The mercurial Scherzo movement utilizes a pentatonic figure that might owe debts to Ravel. The brass move expressively while the woodwinds indulge in croaking sounds. A feeling of angst runs through the Scherzo, the short, irregular themes rife with modal harmonies and ‘antiquated’ moods. The color of the English horn marks the Romanza, which moves upward in a semblance of an Alleluia. This rather valedictory affect Elder brings out with ravishing fondness. Following Brahms, Vaughan Williams turns to the Passacaglia in his final movement to express his sturdy resolution in D Major, now shorn of any ambiguous modality. The horn call that began the work returns, and the stretto treatment soon moves through happy variants that soon recall string, horn, and tympani colors from Ravel’s Daphnis et Chloe. The work provides Elder and the Hallé Orchestra a marvelously variegated palette, now settled righteously in D Major and ascending at the coda to a triumphant A in the high strings.

The Symphony No. 8 in D Minor (1955) and dedicated to Sir John Barbirolli has the repute of being Vaughan Williams’ shortest and perhaps most ironical of his late works.  Vaughan Williams in his eighties suddenly indulges percussive color in an exotic fashion he had denied himself prior.  Sir Mark Elder (rec. 3 February 2012) performs the piece with a surprising solemnity, the first movement having been labeled “seven variations on search of a theme” by her composer himself. The chorale-tune in A Minor rises in stark contrast to the trumpet and vibraphone effects that precede it. We might speculate that the terse writing in Sibelius’ own Seventh Symphony, permeated by its own manner of variation form, influences this Vaughan Williams symphonic Fantasia as well. The chorale episode, largamente, that forms the seventh variation of the first movement, proves affecting.

The second movement, Scherzo alla Marcia, is pure Hindemith. Scored for woodwinds alone, it trips and squints an air of mockery; one could ascribe its canny angular procession of three themes to Shostakovich just as easily. The Hallé bassoons, flutes and trumpet romp rather jovially into a fugato that casts more irony than erudition. The Trio section presents an anti-pastoral close in spirit to Bartok. The lengthy Cavatina exploits the string choir, especially the cellos with their E Minor tune that assumes a ‘sacred’ aura close to the Passion chorale “O sacred head.” If we hear passing hints of The Lark Ascending and Thomas Tallis, the tonal allusion likely is not accidental. First violin (Lyn Fletcher) and principal cello of the Hallé Orchestra earn high marks. The last movement, Toccata, offers high virtuosity from both composer and performers.
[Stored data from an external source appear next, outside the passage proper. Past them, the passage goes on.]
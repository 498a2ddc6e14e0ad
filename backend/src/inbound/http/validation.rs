//! Shared validation helpers for inbound HTTP adapters.
//!
//! Every validation failure becomes an `invalid_request` error whose details
//! name the offending `field` and a machine-readable `code`.

use serde_json::json;

use crate::domain::{Error, GradeValidationError, SCORE_MAX, SCORE_MIN, StudentValidationError};

/// Validation error codes for HTTP request failures.
#[derive(Debug, Clone, Copy, PartialEq, Eq)]
pub(crate) enum ErrorCode {
    MissingField,
    InvalidEmail,
    OutOfRange,
}

impl ErrorCode {
    const fn as_str(self) -> &'static str {
        match self {
            Self::MissingField => "missing_field",
            Self::InvalidEmail => "invalid_email",
            Self::OutOfRange => "out_of_range",
        }
    }
}

/// Newtype wrapper for HTTP field names to provide type safety.
#[derive(Debug, Clone, Copy, PartialEq, Eq)]
pub(crate) struct FieldName(&'static str);

impl FieldName {
    pub(crate) const fn new(name: &'static str) -> Self {
        Self(name)
    }

    const fn as_str(self) -> &'static str {
        self.0
    }
}

/// Builder for validation errors with field context.
struct ValidationError {
    field: &'static str,
    message: String,
}

impl ValidationError {
    fn new(field: FieldName, message: impl Into<String>) -> Self {
        Self {
            field: field.as_str(),
            message: message.into(),
        }
    }

    fn with_code(self, code: ErrorCode) -> Error {
        Error::invalid_request(self.message).with_details(json!({
            "field": self.field,
            "code": code.as_str(),
        }))
    }

    fn with_value(self, code: ErrorCode, value: i64) -> Error {
        Error::invalid_request(self.message).with_details(json!({
            "field": self.field,
            "value": value,
            "min": SCORE_MIN,
            "max": SCORE_MAX,
            "code": code.as_str(),
        }))
    }
}

pub(crate) fn missing_field_error(field: FieldName) -> Error {
    ValidationError::new(field, "All fields are required").with_code(ErrorCode::MissingField)
}

/// Unwrap a required body field, reporting its absence by name.
///
/// Presence is all that is checked, so `0` and `""` pass through to the
/// domain rules.
pub(crate) fn require<T>(value: Option<T>, field: FieldName) -> Result<T, Error> {
    value.ok_or_else(|| missing_field_error(field))
}

pub(crate) fn student_validation_error(err: StudentValidationError) -> Error {
    let message = err.to_string();
    match err {
        StudentValidationError::EmptyName => {
            ValidationError::new(FieldName::new("name"), message).with_code(ErrorCode::MissingField)
        }
        StudentValidationError::EmptyEmail => ValidationError::new(FieldName::new("email"), message)
            .with_code(ErrorCode::MissingField),
        StudentValidationError::InvalidEmail => {
            ValidationError::new(FieldName::new("email"), message)
                .with_code(ErrorCode::InvalidEmail)
        }
    }
}

pub(crate) fn grade_validation_error(err: GradeValidationError) -> Error {
    let message = err.to_string();
    match err {
        GradeValidationError::EmptySubject => {
            ValidationError::new(FieldName::new("subject"), message)
                .with_code(ErrorCode::MissingField)
        }
        GradeValidationError::ScoreOutOfRange { field, value } => {
            ValidationError::new(FieldName::new(field.as_str()), message)
                .with_value(ErrorCode::OutOfRange, value)
        }
    }
}

#[cfg(test)]
mod tests {
    use super::*;
    use crate::domain::{ErrorCode as DomainCode, ScoreField};
    use rstest::rstest;

    #[rstest]
    fn require_accepts_zero() {
        assert_eq!(require(Some(0_i64), FieldName::new("quiz_score")), Ok(0));
    }

    #[rstest]
    fn require_names_the_missing_field() {
        let err = require::<i64>(None, FieldName::new("exam_score")).expect_err("absent");
        assert_eq!(err.code(), DomainCode::InvalidRequest);
        assert_eq!(err.message(), "All fields are required");
        assert_eq!(
            err.details(),
            Some(&json!({"field": "exam_score", "code": "missing_field"}))
        );
    }

    #[rstest]
    #[case(StudentValidationError::EmptyName, "name", "missing_field")]
    #[case(StudentValidationError::EmptyEmail, "email", "missing_field")]
    #[case(StudentValidationError::InvalidEmail, "email", "invalid_email")]
    fn student_errors_carry_field_and_code(
        #[case] err: StudentValidationError,
        #[case] field: &str,
        #[case] code: &str,
    ) {
        let message = err.to_string();
        let mapped = student_validation_error(err);
        assert_eq!(mapped.message(), message);
        assert_eq!(mapped.details(), Some(&json!({"field": field, "code": code})));
    }

    #[rstest]
    fn out_of_range_score_reports_value_and_bounds() {
        let mapped = grade_validation_error(GradeValidationError::ScoreOutOfRange {
            field: ScoreField::Quiz,
            value: 101,
        });
        assert_eq!(mapped.message(), "Scores must be between 0 and 100");
        assert_eq!(
            mapped.details(),
            Some(&json!({
                "field": "quiz_score",
                "value": 101,
                "min": 0,
                "max": 100,
                "code": "out_of_range",
            }))
        );
    }
}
Every clangorous – dare I suggest ‘heroic’ – device Vaughan Williams has at his disposal – celesta, tubular bells, xylophone, glockenspiel, vibraphone, and three tuned gongs – combine in lavish, fully integrated orchestration to produce a jubilant carillon of sound, Vaughan Williams’ equivalent of The Great Gate of Kiev. The strings and horns contribute their own emphases to the oracular sensibility of the finale, the only coda in Vaughan Williams, excepting the end of the Fourth Symphony, to conclude with an explosion of whim and illumined fancy.